Task instructions =
Tally how many lines in the material include the word "while", then give that figure by itself.

Data =
/// The temporal record store.
///
/// `HistoryStore` is the entry point for everything the crate does:
/// opening and recovering the journal, reading versioned records through
/// [`table`](Self::table), and mutating state through
/// [`unit_of_work`](Self::unit_of_work).
///
/// # Opening a Store
///
/// ```rust,ignore
/// use histdb_core::HistoryStore;
/// use std::path::Path;
///
/// let store = HistoryStore::open(Path::new("history"))?;
///
/// store.unit_of_work(|uow| {
///     uow.create(account, now, &balance)?;
///     Ok(())
/// })?;
///
/// store.close()?;
/// ```
///
/// For tests, [`open_in_memory`](Self::open_in_memory) gives a store
/// with no files behind it.
pub struct HistoryStore {
    /// Configuration.
    config: StoreConfig,
    /// Store directory holding the lock. `None` for in-memory stores.
    dir: Option<StoreDir>,
    /// The append-only journal.
    journal: JournalLog,
    /// Replayed state.
    state: RwLock<StoreState>,
    /// Writer counters, also serializing units of work.
    writer: Mutex<WriterState>,
    /// Whether the store is open.
    is_open: RwLock<bool>,
}

impl HistoryStore {
    /// Opens a store from a directory path.
    ///
    /// Creates the directory if missing, acquires an exclusive lock, and
    /// replays the journal.
    ///
    /// # Errors
    ///
    /// Returns [`StoreError::StoreLocked`] if another process holds the
    /// directory, [`StoreError::JournalCorruption`] or
    /// [`StoreError::ChecksumMismatch`] if the journal is damaged beyond
    /// its tail, or an I/O error.
    pub fn open(path: &Path) -> StoreResult<Self> {
        Self::open_with_config(path, StoreConfig::default())
    }

    /// Opens a store from a directory path with custom configuration.
    ///
    /// # Errors
    ///
    /// As [`open`](Self::open); additionally returns
    /// [`StoreError::InvalidFormat`] when the directory is missing and
    /// `create_if_missing` is off.
    pub fn open_with_config(path: &Path, config: StoreConfig) -> StoreResult<Self> {
        use histdb_storage::FileBackend;

        let dir = StoreDir::open(path, config.create_if_missing)?;
        let backend = FileBackend::open(&dir.journal_path())?;
        Self::from_parts(config, Some(dir), JournalLog::new(Box::new(backend)))
    }

    /// Opens a store over a pre-built storage backend.
    ///
    /// Lower-level constructor used when the caller manages its own
    /// backend; no directory lock is taken. Most callers want
    /// [`open`](Self::open) instead.
    ///
    /// # Errors
    ///
    /// Returns an error if replaying the backend's contents fails.
    pub fn open_with_backend(
        backend: Box<dyn StorageBackend>,
        config: StoreConfig,
    ) -> StoreResult<Self> {
        Self::from_parts(config, None, JournalLog::new(backend))
    }

    /// Opens a fresh in-memory store for testing.
    ///
    /// # Errors
    ///
    /// Never fails in practice; the signature matches the other
    /// constructors.
    pub fn open_in_memory() -> StoreResult<Self> {
        use histdb_storage::InMemoryBackend;
        Self::open_with_backend(Box::new(InMemoryBackend::new()), StoreConfig::default())
    }

    fn from_parts(config: StoreConfig, dir: Option<StoreDir>, journal: JournalLog) -> StoreResult<Self> {
        let recovery = Self::replay(&journal)?;

        let total_len = journal.len()?;
        if recovery.valid_len < total_len {
            tracing::warn!(
                dropped_bytes = total_len - recovery.valid_len,
                "truncating torn journal tail"
            );
            journal.truncate(recovery.valid_len)?;
            journal.sync()?;
        }
        if recovery.units_dropped > 0 {
            tracing::warn!(
                units = recovery.units_dropped,
                "dropped uncommitted units during replay"
            );
        }

        tracing::info!(
            tables = recovery.state.tables.len(),
            trackers = recovery.state.trackers.len(),
            units = recovery.units_applied,
            journal_bytes = recovery.valid_len,
            "store opened"
        );

        Ok(Self {
            config,
            dir,
            journal,
            state: RwLock::new(recovery.state),
            writer: Mutex::new(WriterState {
                next_unit: recovery.next_unit,
                next_seq: recovery.next_seq,
            }),
            is_open: RwLock::new(true),
        })
    }

    /// Replays the journal into fresh state.
    ///
    /// Operations are buffered per unit and applied only when the unit's
    /// `Commit` is seen, so a unit interrupted mid-write leaves no trace.
    /// An operation outside any unit is corruption, not a torn tail.
    fn replay(journal: &JournalLog) -> StoreResult<Recovery> {
        let mut state = StoreState::default();
        let mut pending: Option<(UnitId, Vec<JournalOp>)> = None;
        let mut max_unit = 0u64;
        let mut max_seq = 0u64;
        let mut units_applied = 0u64;
        let mut units_dropped = 0u64;

        let mut iter = journal.iter()?;
        while let Some(item) = iter.next() {
            let (offset, op) = item?;
            match op {
                JournalOp::Begin { unit } => {
                    if pending.take().is_some() {
                        units_dropped += 1;
                    }
                    max_unit = max_unit.max(unit.as_u64());
                    pending = Some((unit, Vec::new()));
                }
                JournalOp::Commit { unit, seq } => {
                    let Some((open_unit, ops)) = pending.take() else {
                        return Err(StoreError::journal_corruption(format!(
                            "commit without begin at offset {offset}"
                        )));
                    };
                    if open_unit != unit {
                        return Err(StoreError::journal_corruption(format!(
                            "commit for {unit} while {open_unit} is open at offset {offset}"
                        )));
                    }
                    for op in ops {
                        state.apply(op)?;
                    }
                    max_seq = max_seq.max(seq.as_u64());
                    units_applied += 1;
                }
                other => match pending.as_mut() {
                    Some((_, ops)) => ops.push(other),
                    None => {
                        return Err(StoreError::journal_corruption(format!(
                            "{} outside unit at offset {offset}",
                            other.label()
                        )));
                    }
                },
            }
        }
        if pending.is_some() {
            units_dropped += 1;
        }

        let valid_len = iter.offset();
        drop(iter);

        Ok(Recovery {
            state,
            next_unit: UnitId::new(max_unit + 1),
            next_seq: SequenceNo::new(max_seq + 1),
            units_applied,
            units_dropped,
            valid_len,
        })
    }

    /// Executes a function as one atomic unit of work.
    ///
    /// Everything the closure stages is journaled and applied together
    /// when it returns `Ok`; on `Err` nothing is journaled or applied.
    /// Units are serialized, so the closure sees a stable base state.
    ///
    /// A closure that stages nothing commits nothing, whatever it
    /// returns.
    ///
    /// # Errors
    ///
    /// Returns the closure's error, or an error committing the unit.
    pub fn unit_of_work<F, T>(&self, f: F) -> StoreResult<T>
    where
        F: FnOnce(&mut UnitOfWork<'_>) -> StoreResult<T>,
    {
        self.ensure_open()?;
        let mut writer = self.writer.lock();

        let mut uow = UnitOfWork::new(self);
        let value = f(&mut uow)?;
        let staged = uow.into_staged();

        if staged.is_empty() {
            return Ok(value);
        }

        let unit = writer.next_unit;
        writer.next_unit = unit.next();
        let seq = writer.next_seq;
        writer.next_seq = seq.next();

        self.commit_unit(unit, seq, staged)?;
        Ok(value)
    }

    /// Journals and applies one unit.
    ///
    /// The journal write completes (and is flushed or synced per the
    /// configuration) before any in-memory state changes, so a crash
    /// between the two replays to the same state.
    fn commit_unit(&self, unit: UnitId, seq: SequenceNo, staged: Vec<JournalOp>) -> StoreResult<()> {
        let ops = staged.len();

        self.journal.append(&JournalOp::Begin { unit })?;
        for op in &staged {
            self.journal.append(op)?;
        }
        self.journal.append(&JournalOp::Commit { unit, seq })?;

        if self.config.sync_on_commit {
            self.journal.sync()?;
        } else {
            self.journal.flush()?;
        }

        let mut state = self.state.write();
        for op in staged {
            state.apply(op)?;
        }

        tracing::debug!(%unit, %seq, ops, "unit committed");
        Ok(())
    }

    /// Runs a read against the current state under the read lock.
    pub(crate) fn read_state<R>(
        &self,
        f: impl FnOnce(&StoreState) -> StoreResult<R>,
    ) -> StoreResult<R> {
        self.ensure_open()?;
        let state = self.state.read();
        f(&state)
    }

    /// Returns the typed read facade for one payload kind.
    #[must_use]
    pub fn table<P: TemporalPayload>(&self) -> TemporalTable<'_, P> {
        TemporalTable::new(self)
    }

    /// Returns the unfinished tracker for an account and kind, if any.
    ///
    /// # Errors
    ///
    /// Returns an error if the store is closed.
    pub fn open_tracker(&self, account: AccountId, kind: &str) -> StoreResult<Option<SyncTracker>> {
        self.read_state(|state| Ok(state.trackers.open_for(account, kind).cloned()))
    }

    /// Returns a tracker by ID.
    ///
    /// # Errors
    ///
    /// Returns an error if the store is closed.
    pub fn tracker(&self, id: TrackerId) -> StoreResult<Option<SyncTracker>> {
        self.read_state(|state| Ok(state.trackers.get(id).cloned()))
    }

    /// Returns the most recently finished tracker for an account and
    /// kind.
    ///
    /// # Errors
    ///
    /// Returns an error if the store is closed.
    pub fn latest_finished_tracker(
        &self,
        account: AccountId,
        kind: &str,
    ) -> StoreResult<Option<SyncTracker>> {
        self.read_state(|state| Ok(state.trackers.latest_finished(account, kind).cloned()))
    }

    /// Returns true if any sync attempt for the account and kind has
    /// finished.
    ///
    /// # Errors
    ///
    /// Returns an error if the store is closed.
    pub fn has_finished_sync(&self, account: AccountId, kind: &str) -> StoreResult<bool> {
        self.read_state(|state| Ok(state.trackers.has_finished(account, kind)))
    }

    /// Returns every sync attempt for the account and kind, oldest
    /// first.
    ///
    /// # Errors
    ///
    /// Returns an error if the store is closed.
    pub fn tracker_trail(&self, account: AccountId, kind: &str) -> StoreResult<Vec<SyncTracker>> {
        self.read_state(|state| {
            Ok(state
                .trackers
                .trail(account, kind)
                .into_iter()
                .cloned()
                .collect())
        })
    }

    /// Returns an account's container document, if one was stored.
    ///
    /// # Errors
    ///
    /// Returns an error if the store is closed or the container fails to
    /// decode.
    pub fn get_container<T: DeserializeOwned>(&self, account: AccountId) -> StoreResult<Option<T>> {
        self.read_state(|state| match state.containers.get(&account) {
            Some(bytes) => Ok(Some(codec::from_slice(bytes)?)),
            None => Ok(None),
        })
    }

    /// Returns current store statistics.
    ///
    /// # Errors
    ///
    /// Returns an error if the store is closed.
    pub fn stats(&self) -> StoreResult<StoreStats> {
        let journal_bytes = self.journal.len()?;
        self.read_state(|state| {
            Ok(StoreStats {
                tables: state.tables.len(),
                versions: state.versions.values().map(RawTable::len).sum(),
                trackers: state.trackers.len(),
                open_trackers: state.trackers.count_open(),
                journal_bytes,
            })
        })
    }

    /// Closes the store, syncing the journal.
    ///
    /// Further operations fail with [`StoreError::StoreClosed`]. Closing
    /// twice is a no-op.
    ///
    /// # Errors
    ///
    /// Returns an error if the final sync fails.
    pub fn close(&self) -> StoreResult<()> {
        let mut is_open = self.is_open.write();
        if !*is_open {
            return Ok(());
        }
        self.journal.sync()?;
        *is_open = false;
        tracing::info!("store closed");
        Ok(())
    }

    /// Checks if the store is open.
    #[must_use]
    pub fn is_open(&self) -> bool {
        *self.is_open.read()
    }

    fn ensure_open(&self) -> StoreResult<()> {
        if *self.is_open.read() {
            Ok(())
        } else {
            Err(StoreError::StoreClosed)
        }
    }

    /// Returns the store configuration.
    #[must_use]
    pub fn config(&self) -> &StoreConfig {
        &self.config
    }

    /// Returns the store directory path, or `None` for in-memory stores.
    #[must_use]
    pub fn path(&self) -> Option<&Path> {
        self.dir.as_ref().map(StoreDir::path)
    }
}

Answer for the task =
2